Another link I tried: https://danvatterott.com/blog/2019/02/05/complex-aggregations-in-pyspark/
I also tried the exprs approach: exprs1 = {x: "sum" for x in df.columns if x != 'id'}
Any suggested will be appreciated. Thanks
Let me answer your question in two steps. First, you are wondering if it is possible to avoid hard coding all your aggregations in your attempt to compute all your aggregations. It is. I would do it like this:
from pyspark.sql import functions as f
# let's assume that this is known, but we could compute it as well
values = ['a', 'b', 'c']
# All the columns except the id
cols = [ c for c in df.columns if c != 'id' ]
def count_values(column, value):
return f.sum(f.when(f.col(column) == value, 1).otherwise(0))\
.alias(f"{column}_{value}_count")
# And this gives you the result of your hard coded aggregations:
df\
.groupBy('id')\
.agg(*[count_values(c, value) for c in cols for value in values])\
.show()
But that is not what you expect right? You are trying to compute some kind of pivot on the id column. To do this, I would not use the previous result, but just work the data differently. I would start by replacing all the columns of the dataframe but id (that is renamed into x) by an array of values of the form {column_name}_{value}_count, and I would explode that array. From there, we just need to compute a simple pivot on the former id column renamed x, grouped by the values contained in the exploded array.
df\
.select(f.col('id').alias('x'), f.explode(
f.array(
[f.concat_ws('_', f.lit(c), f.col(c), f.lit('count')).alias(c)
for c in cols]
)
).alias('id'))\
.groupBy('id')\
.pivot('x')\
.count()\
.na.fill(0)\
.orderBy('id')\
.show()
which yields:
+--------------+---+---+---+
| id| 1| 2| 3|
+--------------+---+---+---+
|field1_a_count| 1| 0| 0|
|field1_b_count| 2| 0| 1|
|field1_c_count| 0| 1| 0|
|field2_a_count| 1| 1| 0|
|field2_b_count| 1| 0| 1|
|field2_c_count| 1| 0| 0|
|field3_a_count| 0| 1| 1|
|field3_b_count| 2| 0| 0|
|field3_c_count| 1| 0| 0|
+--------------+---+---+---+
update
based on discussion in the comments, I think this question is a case of an X-Y problem. The task at hand is something that is seen very frequently in the world of Data Engineering and ETL development: how to partition and then quantify good and bad records.

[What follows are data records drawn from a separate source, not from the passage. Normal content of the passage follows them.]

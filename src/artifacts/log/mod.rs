//! Raw log normalization
//!
//! This module turns the text produced by `git log` with the graph format into commit
//! records:
//!
//! - `parser`: line parser, decoration filtering and timestamp conversion
//!
//! Parsing never fails as a whole. A malformed record only shrinks the result.

pub mod parser;

pub use parser::{Clock, FixedClock, LogParser, ParsedLog, SystemClock};
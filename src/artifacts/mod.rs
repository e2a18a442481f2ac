//! Graph data structures and algorithms
//!
//! This module contains the pure part of the pipeline:
//!
//! - `objects`: commit ids and normalized commit records
//! - `log`: raw log parsing
//! - `graph`: vertex arena, branches and lane assignment
//! - `merge`: merge relationship inference
//! - `snapshot`: the serializable result and the pipeline producing it

pub mod graph;
pub mod log;
pub mod merge;
pub mod objects;
pub mod snapshot;
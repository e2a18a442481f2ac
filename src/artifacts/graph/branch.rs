//! Layout branches and their line segments
//!
//! A layout branch is one coloured track through the graph. It is not necessarily a git
//! ref: a first-parent chain that spans several refs is still one branch.

use crate::artifacts::graph::vertex::Point;
use serde::Serialize;

/// Segment between two points of a branch
///
/// `locked_first` tells the renderer which end anchors the bend: `p1` when set, `p2`
/// otherwise.
#[derive(Debug, Clone, Copy, PartialEq, Eq, Serialize)]
#[serde(rename_all = "camelCase")]
pub struct Line {
    pub p1: Point,
    pub p2: Point,
    pub is_committed: bool,
    pub locked_first: bool,
}

#[derive(Debug, Clone, PartialEq, Eq, Serialize)]
#[serde(rename_all = "camelCase")]
pub struct Branch {
    #[serde(rename = "colorIndex")]
    colour: usize,
    start: usize,
    end: usize,
    lines: Vec<Line>,
    num_uncommitted: usize,
}

impl Branch {
    pub fn new(colour: usize, start: usize) -> Self {
        Branch {
            colour,
            start,
            end: start,
            lines: Vec::new(),
            num_uncommitted: 0,
        }
    }

    pub fn add_line(&mut self, p1: Point, p2: Point, is_committed: bool, locked_first: bool) {
        self.lines.push(Line {
            p1,
            p2,
            is_committed,
            locked_first,
        });
        if !is_committed {
            self.num_uncommitted += 1;
        }
    }

    pub fn colour(&self) -> usize {
        self.colour
    }

    /// Row the branch was started from
    pub fn start(&self) -> usize {
        self.start
    }

    /// Row the branch stopped at (exclusive)
    pub fn end(&self) -> usize {
        self.end
    }

    pub(crate) fn set_end(&mut self, end: usize) {
        self.end = end;
    }

    pub fn lines(&self) -> &[Line] {
        &self.lines
    }

    pub fn num_uncommitted(&self) -> usize {
        self.num_uncommitted
    }
}
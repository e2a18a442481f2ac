//! Graph cache configuration
//!
//! Values come from [`GraphConfig::default`], can be overridden from the environment with
//! [`GraphConfig::load_from_env`] and are finally overridden by CLI flags.

use anyhow::Context;
use std::num::NonZeroUsize;
use std::time::Duration;

/// Default cap on the number of commits kept in a snapshot
pub const DEFAULT_MAX_COMMITS: usize = 800;

/// Default lifetime of an entry in the in-memory snapshot layer
pub const DEFAULT_MEMORY_TTL: Duration = Duration::from_secs(300);

/// Default number of snapshots kept in memory
pub const DEFAULT_MEMORY_CAPACITY: usize = 64;

const MAX_COMMITS_ENV: &str = "BIT_GRAPH_MAX_COMMITS";
const MEMORY_TTL_ENV: &str = "BIT_GRAPH_MEMORY_TTL";

#[derive(Debug, Clone, PartialEq, Eq)]
pub struct GraphConfig {
    /// Maximum number of commits in a snapshot, older commits are evicted
    pub max_commits: usize,
    /// How long a snapshot stays in the in-memory layer
    pub memory_ttl: Duration,
    /// Number of snapshots the in-memory layer holds before evicting the least recent one
    pub memory_capacity: NonZeroUsize,
}

impl Default for GraphConfig {
    fn default() -> Self {
        Self {
            max_commits: DEFAULT_MAX_COMMITS,
            memory_ttl: DEFAULT_MEMORY_TTL,
            memory_capacity: NonZeroUsize::new(DEFAULT_MEMORY_CAPACITY)
                .unwrap_or(NonZeroUsize::MIN),
        }
    }
}

impl GraphConfig {
    /// Load the configuration from environment variables
    ///
    /// Reads `BIT_GRAPH_MAX_COMMITS` and `BIT_GRAPH_MEMORY_TTL` (seconds). Unset variables
    /// keep their defaults, malformed ones are an error.
    pub fn load_from_env() -> anyhow::Result<Self> {
        let mut config = Self::default();

        if let Ok(value) = std::env::var(MAX_COMMITS_ENV) {
            config.max_commits = value
                .trim()
                .parse()
                .with_context(|| format!("{MAX_COMMITS_ENV} is not a number: {value}"))?;
        }

        if let Ok(value) = std::env::var(MEMORY_TTL_ENV) {
            let secs: u64 = value
                .trim()
                .parse()
                .with_context(|| format!("{MEMORY_TTL_ENV} is not a number: {value}"))?;
            config.memory_ttl = Duration::from_secs(secs);
        }

        Ok(config)
    }

    pub fn with_max_commits(mut self, max_commits: usize) -> Self {
        self.max_commits = max_commits;
        self
    }

    pub fn with_memory_ttl(mut self, memory_ttl: Duration) -> Self {
        self.memory_ttl = memory_ttl;
        self
    }
}

#[cfg(test)]
mod tests {
    use super::*;

    #[test]
    fn default_config_caps_at_eight_hundred_commits() {
        let config = GraphConfig::default();

        assert_eq!(config.max_commits, 800);
        assert_eq!(config.memory_ttl, Duration::from_secs(300));
        assert_eq!(config.memory_capacity.get(), 64);
    }

    #[test]
    fn builder_methods_override_defaults() {
        let config = GraphConfig::default()
            .with_max_commits(2)
            .with_memory_ttl(Duration::from_secs(1));

        assert_eq!(config.max_commits, 2);
        assert_eq!(config.memory_ttl, Duration::from_secs(1));
    }
}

In the case where the data is being prepared to load to a data warehouse / hadoop ecosystem, the usual pattern is to take the raw input and load it to a dataframe, then apply transformations & validations that partition the data into "The Good, The Bad, and The Ugly":
The first— and hopefully largest— partition contains records that are successfully transformed and which pass validation. These will go on to be persisted in durable storage and certified to be used for anayltics.

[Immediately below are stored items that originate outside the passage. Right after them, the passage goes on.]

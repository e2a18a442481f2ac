use anyhow::anyhow;
use bit_graph::areas::source::{
    AncestorChecker, BranchHead, BranchSummary, CommitSource, LogRange,
};
use bit_graph::areas::store::SnapshotStore;
use bit_graph::artifacts::objects::commit::CommitRecord;
use bit_graph::artifacts::objects::object_id::ObjectId;
use std::collections::{BTreeMap, HashSet};
use std::sync::Mutex;
use std::sync::atomic::{AtomicBool, AtomicUsize, Ordering};

pub fn oid(n: u32) -> ObjectId {
    ObjectId::try_parse(format!("{:040x}", n)).expect("valid object id")
}

/// In-memory repository that counts how often it is asked for history
#[derive(Debug, Default)]
pub struct FakeRepo {
    id: String,
    commits: Vec<CommitRecord>,
    heads: BTreeMap<String, ObjectId>,
    current: Option<String>,
    fetches: AtomicUsize,
    ranges: Mutex<Vec<LogRange>>,
    pub fail_fetch: AtomicBool,
    pub fail_ancestor: AtomicBool,
}

impl FakeRepo {
    pub fn new(id: &str) -> Self {
        FakeRepo {
            id: id.to_string(),
            ..Self::default()
        }
    }

    /// Add commit `n` with the given parents, `n` seconds after the epoch
    pub fn commit(&mut self, n: u32, parents: &[u32]) -> ObjectId {
        let record = CommitRecord::new(
            oid(n),
            parents.iter().map(|&parent| oid(parent)).collect(),
            i64::from(n) * 1000,
        );
        self.commits.push(record);
        oid(n)
    }

    pub fn set_branch(&mut self, name: &str, n: u32) {
        self.heads.insert(name.to_string(), oid(n));
    }

    pub fn checkout(&mut self, name: &str) {
        self.current = Some(name.to_string());
    }

    pub fn fetch_count(&self) -> usize {
        self.fetches.load(Ordering::SeqCst)
    }

    pub fn last_range(&self) -> Option<LogRange> {
        self.ranges.lock().expect("ranges lock").last().cloned()
    }

    fn reachable(&self, from: &ObjectId) -> HashSet<ObjectId> {
        let mut seen = HashSet::new();
        let mut pending = vec![from.clone()];

        while let Some(hash) = pending.pop() {
            if !seen.insert(hash.clone()) {
                continue;
            }
            if let Some(record) = self.commits.iter().find(|record| record.hash == hash) {
                pending.extend(record.parents.iter().cloned());
            }
        }

        seen
    }

    fn decorated(&self, record: &CommitRecord) -> CommitRecord {
        let branches = self
            .heads
            .iter()
            .filter(|(_, tip)| **tip == record.hash)
            .map(|(name, _)| name.clone());

        record.clone().with_branches(branches)
    }
}

impl CommitSource for FakeRepo {
    fn repo_id(&self) -> &str {
        &self.id
    }

    async fn fetch_log(&self, range: &LogRange, max_commits: usize) -> anyhow::Result<String> {
        self.fetches.fetch_add(1, Ordering::SeqCst);
        self.ranges.lock().expect("ranges lock").push(range.clone());

        if self.fail_fetch.load(Ordering::SeqCst) {
            return Err(anyhow!("log fetch failed"));
        }

        let included = match range {
            LogRange::All => None,
            LogRange::Since { base, head } => {
                let excluded = self.reachable(base);
                Some(
                    self.reachable(head)
                        .into_iter()
                        .filter(|hash| !excluded.contains(hash))
                        .collect::<HashSet<_>>(),
                )
            }
        };

        let mut records = self
            .commits
            .iter()
            .filter(|record| included.as_ref().is_none_or(|set| set.contains(&record.hash)))
            .collect::<Vec<_>>();
        records.sort_by_key(|record| std::cmp::Reverse(record.timestamp));

        Ok(records
            .into_iter()
            .take(max_commits)
            .map(|record| self.decorated(record).to_log_line())
            .collect::<Vec<_>>()
            .join("\n"))
    }

    async fn branch_summary(&self) -> anyhow::Result<BranchSummary> {
        Ok(BranchSummary {
            current: self.current.clone(),
            heads: self
                .heads
                .iter()
                .map(|(name, tip)| BranchHead::new(name.clone(), tip.clone()))
                .collect(),
        })
    }
}

impl AncestorChecker for FakeRepo {
    async fn is_ancestor(
        &self,
        ancestor: &ObjectId,
        descendant: &ObjectId,
    ) -> anyhow::Result<bool> {
        if self.fail_ancestor.load(Ordering::SeqCst) {
            return Err(anyhow!("ancestor check failed"));
        }

        Ok(self.reachable(descendant).contains(ancestor))
    }
}

/// Store whose every operation fails
#[derive(Debug, Default)]
pub struct FailingStore;

impl SnapshotStore for FailingStore {
    async fn get(&self, _key: &str) -> anyhow::Result<Option<String>> {
        Err(anyhow!("store is offline"))
    }

    async fn set(&self, _key: &str, _value: String) -> anyhow::Result<()> {
        Err(anyhow!("store is offline"))
    }
}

The second partition contains records that were successfully transformed but which failed during QA. The QA rules should include checks for illegal nulls, string pattern matching (like phone number format), etc...
The third partition is for records that are rejected early in the process because they failed on a transformation step. Examples include fields that contain non-number values that are cast to numeric types, text fields that exceed the maximum length, or strings that contain control characters that are not supported by the database.
The goal should not be to generate counts for each of these 3 classifications across every column and for every row. Trying to do that is counterproductive. Why? Because when a transformation step or QA check fails for a given record, that entire record should be rejected immediately and sent to a separate output stream to be analyzed later. Each row in the data set should be treated as just that: a single record. It isn't possible for a single field to fail and still have the complete record pass, which makes metrics at this granularity unnecessary. What action will you take knowing that 100 rows passed on the "address" field? For valid records, all that matters is the total number that passed for every column. Otherwise, it wouldn't be a valid record.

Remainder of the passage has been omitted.